Intégrale de Lebesgue et primitives

Bonjour,

Concernant l'usage de l'intégrale de Lebesgue. Si je comprends bien, cette notion permet de généraliser l'intégrale de Cauchy-Riemann enseignée depuis le lycée, permettant ainsi d'intégrer des fonctions bien plus variées et tordues qui jusque là n'entraient pas dans le cadre de ce qui était intégrable au sens de Riemann.

Mais si je comprends bien, l'immense majorité des fonctions vues dans la plupart des exercices d'études sup (autres que celles qui sont étudiées à des fins purement théoriques dans des cas limites et tordus de type "indicatrice de $\mathbb{Q}$") sont des fonctions très simples et intégrables au sens de Riemann (fonctions continues par morceaux, primitives connues...).

Dès lors je me demande : quand on a un symbole "intégrale" d'une fonction "simple" de type $\int \limits_{[0,1]} x dx$, que l'on prenne cette intégrale a sens de Lebesgue ou au sens de Riemann, est-ce la même chose en termes de calcul ? Ou alors peut-être que l'intégrale de Lebesgue ne mène jamais à des "vrais" calculs simples de ce type et que toute étude de l'intégrale de Lebesgue n'a que pour but un gain en rigueur ? Finalement, est-ce que toutes les manipulations/calculs simples faisables avec l'intégrale de Riemann sont utilisables dans le cadre d'une intégrale de Lebesgue, ou alors est-ce que ça n'a juste rien à voir ? Ou alors je me trompe et y'a énormément de cas de type "indicatrice de $\mathbb{Q}$" qui sont au coeur des exercices/applications de l'intégrale de Lebesgue ?

J'espère que ma question est claire et que le fond de mon "problème" est compréhensible, car j'ai parcouru un paquet de polys de théorie de la mesure avec des détails techniques à n'en plus finir mais je suis totalement passé à côté de "comment" on calcule une intégrale de Lebesgue ? Bref, j'ai saisi une partie des détails "techniques" de type "on sépare non pas l'espace de départ mais celui d'arrivée", mais je me demande comment très concrètement on calcule une intégrale de Lebesgue...

Réponses

  • Toute fonction intégrable au sens de Riemann (et j'ai bien dit intégrable) est intégrable au sens de Lebesgue (avec la mesure de Lebesgue) et les deux intégrales valent la même chose. Donc dans le cas Riemann-intégrable, tout ce qui est vrai avec Riemann est vrai avec Lebesgue, ça ne change en particulier rien à la manière de calculer l'intégrale (et le théorème fondamental de l'analyse reste vrai dans ce cadre, même s'il y a une version plus générale propre à l'intégrale de Lebesgue).

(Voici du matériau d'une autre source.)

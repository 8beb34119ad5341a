//! Sample specification data type.

use enum_primitive_derive::Primitive;
use num_traits::FromPrimitive as _;

use super::serde::*;
use super::ProtocolError;

/// Maximum number of channels.
pub const CHANNELS_MAX: u8 = 32;

/// Maximum sample rate accepted from clients and servers.
pub const RATE_MAX: u32 = 48000 * 4;

/// Describes how individual samples are encoded.
#[derive(Debug, Copy, Clone, Primitive, PartialEq, Eq, Default)]
pub enum SampleFormat {
    /// Unsigned 8 bit PCM.
    U8 = 0,
    /// 8 bit a-Law.
    Alaw = 1,
    /// 8 bit mu-Law.
    Ulaw = 2,
    /// Signed 16 bit PCM, little endian (PC).
    #[default]
    S16Le = 3,
    /// Signed 16 bit PCM, big endian.
    S16Be = 4,
    /// 32 bit IEEE floating point, little endian (PC), range -1.0 to 1.0.
    Float32Le = 5,
    /// 32 bit IEEE floating point, big endian, range -1.0 to 1.0.
    Float32Be = 6,
    /// Signed 32 bit PCM, little endian (PC).
    S32Le = 7,
    /// Signed 32 bit PCM, big endian.
    S32Be = 8,
}

impl SampleFormat {
    /// Returns the number of bytes used to store a single sample.
    pub fn bytes_per_sample(&self) -> usize {
        match self {
            SampleFormat::U8 | SampleFormat::Alaw | SampleFormat::Ulaw => 1,
            SampleFormat::S16Le | SampleFormat::S16Be => 2,
            SampleFormat::Float32Le
            | SampleFormat::Float32Be
            | SampleFormat::S32Le
            | SampleFormat::S32Be => 4,
        }
    }

    /// Returns true if this is one of the signed 32 bit PCM formats, which
    /// require protocol version 12 or newer.
    pub fn is_s32(&self) -> bool {
        matches!(self, SampleFormat::S32Le | SampleFormat::S32Be)
    }
}

/// A sample specification that fully describes the format of a sample stream
/// between two endpoints.
#[derive(Debug, Clone, Copy, PartialEq, Eq)]
pub struct SampleSpec {
    /// Format / encoding of individual samples.
    pub format: SampleFormat,
    /// Number of independent channels.
    pub channels: u8,
    /// Number of samples per second (and per channel).
    pub sample_rate: u32,
}

impl SampleSpec {
    /// Returns true if the spec describes a usable stream format.
    pub fn valid(&self) -> bool {
        self.channels >= 1
            && self.channels <= CHANNELS_MAX
            && self.sample_rate > 0
            && self.sample_rate <= RATE_MAX
    }

    /// The size of a single frame (one sample for every channel), in bytes.
    pub fn frame_size(&self) -> usize {
        self.format.bytes_per_sample() * self.channels as usize
    }

    /// Converts a byte count into the duration in microseconds it represents
    /// at this spec's rate. Partial frames are truncated.
    pub fn bytes_to_usec(&self, bytes: u64) -> u64 {
        (bytes / self.frame_size() as u64) * 1_000_000 / self.sample_rate as u64
    }

    /// Converts a duration in microseconds into the equivalent whole number
    /// of frames, expressed in bytes.
    pub fn usec_to_bytes(&self, usec: u64) -> u64 {
        (usec * self.sample_rate as u64 / 1_000_000) * self.frame_size() as u64
    }
}

impl Default for SampleSpec {
    fn default() -> Self {
        Self {
            format: SampleFormat::default(),
            channels: 1,
            sample_rate: 44100,
        }
    }
}

impl TagStructRead for SampleSpec {
    fn read(ts: &mut TagStructReader<'_>, _protocol_version: u16) -> Result<Self, ProtocolError> {
        use byteorder::{NetworkEndian, ReadBytesExt};

        ts.expect_tag(Tag::SampleSpec)?;
        let format = ts.inner().read_u8()?;
        let format = SampleFormat::from_u8(format)
            .ok_or_else(|| ProtocolError::Invalid(format!("invalid sample format {}", format)))?;
        let channels = ts.inner().read_u8()?;
        let sample_rate = ts.inner().read_u32::<NetworkEndian>()?;

        Ok(Self {
            format,
            channels,
            sample_rate,
        })
    }
}

impl TagStructWrite for SampleSpec {
    fn write(
        &self,
        w: &mut TagStructWriter<'_>,
        _protocol_version: u16,
    ) -> Result<(), ProtocolError> {
        use byteorder::{NetworkEndian, WriteBytesExt};

        w.inner().write_u8(Tag::SampleSpec as u8)?;
        w.inner().write_u8(self.format as u8)?;
        w.inner().write_u8(self.channels)?;
        w.inner().write_u32::<NetworkEndian>(self.sample_rate)?;
        Ok(())
    }
}

#[cfg(test)]
mod tests {
    use crate::protocol::test_util::test_serde;

    use super::*;

    #[test]
    fn sample_spec_serde() -> anyhow::Result<()> {
        let spec = SampleSpec {
            format: SampleFormat::S16Le,
            channels: 2,
            sample_rate: 44100,
        };

        test_serde(&spec)
    }

    #[test]
    fn conversions() {
        let spec = SampleSpec {
            format: SampleFormat::S16Le,
            channels: 2,
            sample_rate: 44100,
        };

        assert_eq!(spec.frame_size(), 4);
        assert_eq!(spec.bytes_to_usec(44100 * 4), 1_000_000);
        assert_eq!(spec.usec_to_bytes(1_000_000), 44100 * 4);
        assert_eq!(spec.bytes_to_usec(0), 0);
    }

    #[test]
    fn validity() {
        let mut spec = SampleSpec::default();
        assert!(spec.valid());

        spec.channels = 0;
        assert!(!spec.valid());

        spec.channels = 2;
        spec.sample_rate = RATE_MAX + 1;
        assert!(!spec.valid());
    }
}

    Mais l'intégration de Lebesgue permet à la fois d'intégrer plus de fonctions, et sans se poser trop de questions (intégrer des limites de suites de fonctions par exemple), d'obtenir plus simplement des théorèmes très puissants (as-tu déjà démontrer le théorème de convergence dominée purement dans le cadre de Riemann ?), d'intégrer des fonctions par rapport à d'autres mesures que celle de Lebesgue (indispensable dans le cadre moderne de la théorie des probabilités), ou encore de servir de fondement à l'analyse fonctionnelle (sans la notion de classe de fonctions égales presque partout on serait très embêté, par exemple la norme $L^2$ ne serait plus une norme).
  • Merci beaucoup pour ta réponse. J'ai quelques questions supplémentaires si tu as le temps :
    1) Qu'as-tu insinué dans ton "et j'ai bien dit intégrable" ?
    2) Quand on intègre par rapport à une mesure de probabilité, parle-t-on d'une intégrale de Lebesgue ? Est-ce ce que tu avais en tête quand tu parlais du cadre moderne de la théorie des probabilités ?
    3) Calculer l'intégrale d'une variable aléatoire fait partie de ce que les intégrales "non-Riemann" permettent de calculer ?
  • 1) Avec Riemann on peut intégrer des fonctions non intégrables (au sens de Lebesgue) via la notion d'intégrale impropre (ou généralisée), notion qu'on peut aussi étendre à l'intégrale de Lebesgue bien sûr, mais je préfère éliminer toute ambiguïté sinon on peut aboutir à des contresens, surtout quand on découvre l'intégrale de Lebesgue.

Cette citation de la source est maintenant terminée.